When German publisher Reprodukt published the first Hilda album in German in spring 2013, it earned much praise from critics. In summer 2013, Luke Pearson visitied some events in Germany like the Comicfestival in Munich, where we met him for an interview. Björn Wederhake (BW) and Thomas Kögel (TK) talked with Luke not only about Hilda and her world, but also about his other work, vinyl toys and his fear of „being found out“.
[Hier geht’s zur deutschen Version!]
BW: How many interviews did you already give this weekend?
Luke Pearson: Not many. Only two.
BW: Did you have a chance to enjoy the weekend and see some of the sights? I heard you were very jetlagged when you came over here.
LP: I wasn’t really jetlagged. I jetlagged myself. I mean, my flight was only two hours long. I just didn’t sleep very well. And I haven’t seen that much. I’ve pretty much just been stuck in these buildings and it’s been raining.
TK: Sorry for the weather.
LP: I feel like it’s my fault. I brought it with me.
BW: We thought: “British.” So you’d feel like home with a little bit of rain.
LP: Yeah, yeah.
TK: So, it hasn’t been too much stress for you. Are you going to be happy if it’s over?
LP: No, no. It’s been really good. All the signings have been kind of fun. Probably busier than any other place I’ve been. And I’ve definitely signed more books than I have at other festivals, I’d say. It’s been really nice. I’ve enjoyed it.

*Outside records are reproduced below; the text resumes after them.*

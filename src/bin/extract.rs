use std::io::{self, Write};
use std::path::PathBuf;
use std::process::ExitCode;

use clap::Parser;
use tracing::{error, warn, Level};

use chunkev::{encode_mark, read_textgrid, WordTokenizer, UTT_BOUNDARY};

/// Extract BIO training data from bracket-annotated TextGrid transcripts.
///
/// The token/tag stream is written to standard output; diagnostics go to
/// standard error. A malformed input file is skipped and reported through
/// the exit code.
#[derive(Parser)]
#[command(name = "chunkev-extract", version, about)]
struct Cli {
    /// TextGrid input files
    #[arg(required = true)]
    inputfiles: Vec<PathBuf>,

    /// Verbose diagnostics
    #[arg(short, long)]
    verbose: bool,
}

fn main() -> ExitCode {
    let cli = Cli::parse();
    setup_logging(cli.verbose);
    match run(&cli) {
        Ok(true) => ExitCode::SUCCESS,
        Ok(false) => ExitCode::from(2),
        Err(err) => {
            error!("{err:#}");
            ExitCode::FAILURE
        }
    }
}

fn setup_logging(verbose: bool) {
    let level = if verbose { Level::DEBUG } else { Level::INFO };
    tracing_subscriber::fmt()
        .with_max_level(level)
        .with_writer(io::stderr)
        .init();
}

fn run(cli: &Cli) -> anyhow::Result<bool> {
    let tokenizer = WordTokenizer;
    let stdout = io::stdout();
    let mut out = io::BufWriter::new(stdout.lock());
    let mut all_ok = true;
    for path in &cli.inputfiles {
        let grid = match read_textgrid(path) {
            Ok(grid) => grid,
            Err(err) => {
                error!("{err}");
                all_ok = false;
                continue;
            }
        };
        for tier in &grid.tiers {
            for interval in &tier.intervals {
                let encoded = encode_mark(&interval.mark, &tokenizer);
                if let Some(err) = encoded.error {
                    warn!("skipping rest of fragment ({err}): {}", interval.mark);
                }
                for token in &encoded.tokens {
                    writeln!(out, "{token}")?;
                }
                if !encoded.tokens.is_empty() {
                    writeln!(out, "{UTT_BOUNDARY}")?;
                }
            }
        }
    }
    out.flush()?;
    Ok(all_ok)
}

TK: And you have other dates in Germany in the next few days or months, I heard?
LP: Yeah, I’m here for two weeks overall, more or less. I’m going to Frankfurt after this, then Berlin, briefly. And then I’m going to Oslo for OCX festival there and I’m going there with Nobrow. And then I’m coming back for an event at the Literaturhaus in Hamburg with Ulf K. And that’s it. Then I’m going home, finally. It’s kind of a long trip, the longest trip I’ve done related to comics.
BW: Did you expect this when you started drawing and started doing comics, that this would all of a sudden be your lifestyle? For three weeks, you don’t see the cities, you’re just going through the motions.

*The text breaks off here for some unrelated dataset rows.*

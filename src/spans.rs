use crate::tags::{Tag, TaggedToken};
use itertools::Itertools;
use serde::{Deserialize, Serialize};
use std::fmt::{self, Display};

/// A contiguous entity occurrence: the surface text (tokens joined by one
/// space) and its class label. Reference spans are reconstructed from tagged
/// tokens; predicted spans come from the tagging collaborator.
#[derive(Debug, Clone, PartialEq, Eq, Hash, Serialize, Deserialize)]
pub struct EntitySpan {
    pub text: String,
    pub class: String,
}

impl EntitySpan {
    pub fn new(text: impl Into<String>, class: impl Into<String>) -> Self {
        EntitySpan {
            text: text.into(),
            class: class.into(),
        }
    }
}

impl Display for EntitySpan {
    fn fmt(&self, f: &mut fmt::Formatter<'_>) -> fmt::Result {
        write!(f, "({}, {})", self.text, self.class)
    }
}

/// Reconstructs the entity spans of one sentence from its tagged tokens by
/// tracking the currently open span:
///
/// * `B-`class closes any open span and opens a new one.
/// * `I-`class appends its token to the open span, without validating the
///   class; with no span open it opens a new one instead (a stray `I` is
///   treated as a span start rather than dropped).
/// * `O` closes any open span.
///
/// The open span is flushed at the end of the sentence. Output order follows
/// the first token of each span.
pub fn reference_spans(tokens: &[TaggedToken]) -> Vec<EntitySpan> {
    let mut spans = Vec::new();
    let mut open: Option<(Vec<&str>, &str)> = None;
    for tagged in tokens {
        match &tagged.tag {
            Tag::Begin(class) => {
                flush(&mut spans, open.take());
                open = Some((vec![tagged.token.as_str()], class.as_str()));
            }
            Tag::Inside(class) => match open.as_mut() {
                Some((words, _)) => words.push(tagged.token.as_str()),
                None => open = Some((vec![tagged.token.as_str()], class.as_str())),
            },
            Tag::Outside => flush(&mut spans, open.take()),
        }
    }
    flush(&mut spans, open.take());
    spans
}

fn flush(spans: &mut Vec<EntitySpan>, open: Option<(Vec<&str>, &str)>) {
    if let Some((words, class)) = open {
        spans.push(EntitySpan::new(words.iter().join(" "), class));
    }
}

LP: No, not at all. It’s been really cool. It’s kind of the last thing I expected to come out of doing comics to be honest. It’s probably the only chance I’ve had to go to different places and, yeah, that’s interesting. If I get the chance to go somewhere off the back of comics, then I try and take it. I mean, I really should be at home, doing work. I’m horrifically behind on a number of things, but … whatever. Like, I’ve never been to Germany before and I like to see all these cities and who knows when I’m getting the next chance.
TK: You mentioned Nobrow already. That’s your publisher in England. How did you come together and how did all these projects come along?
LP: Well, I discovered them while I was was studying illustration. And they held an illustration competition at some point, I think while I was in my last year. And that was just the kind of thing I was doing at that time, just entering competitions. Like, I wasn’t getting work, I was just looking for any excuse to do stuff, so I entered it and they kind of contacted me immediately after that. So, I guess they’d looked at my blog and I’d done some comics that I’d put online but I hadn’t self-published anything yet. And they were just starting their 17 x 23 series which is what Hildafolk is a part of. I think they’d done a couple of titles in that format previously. So I was basically given that format and I just had to come up with something to do for it. And Hilda wasn’t a fleshed out character but she was kind of a character I’d designed and drawn a few times and I’d had a really vague idea of the world that she lived in.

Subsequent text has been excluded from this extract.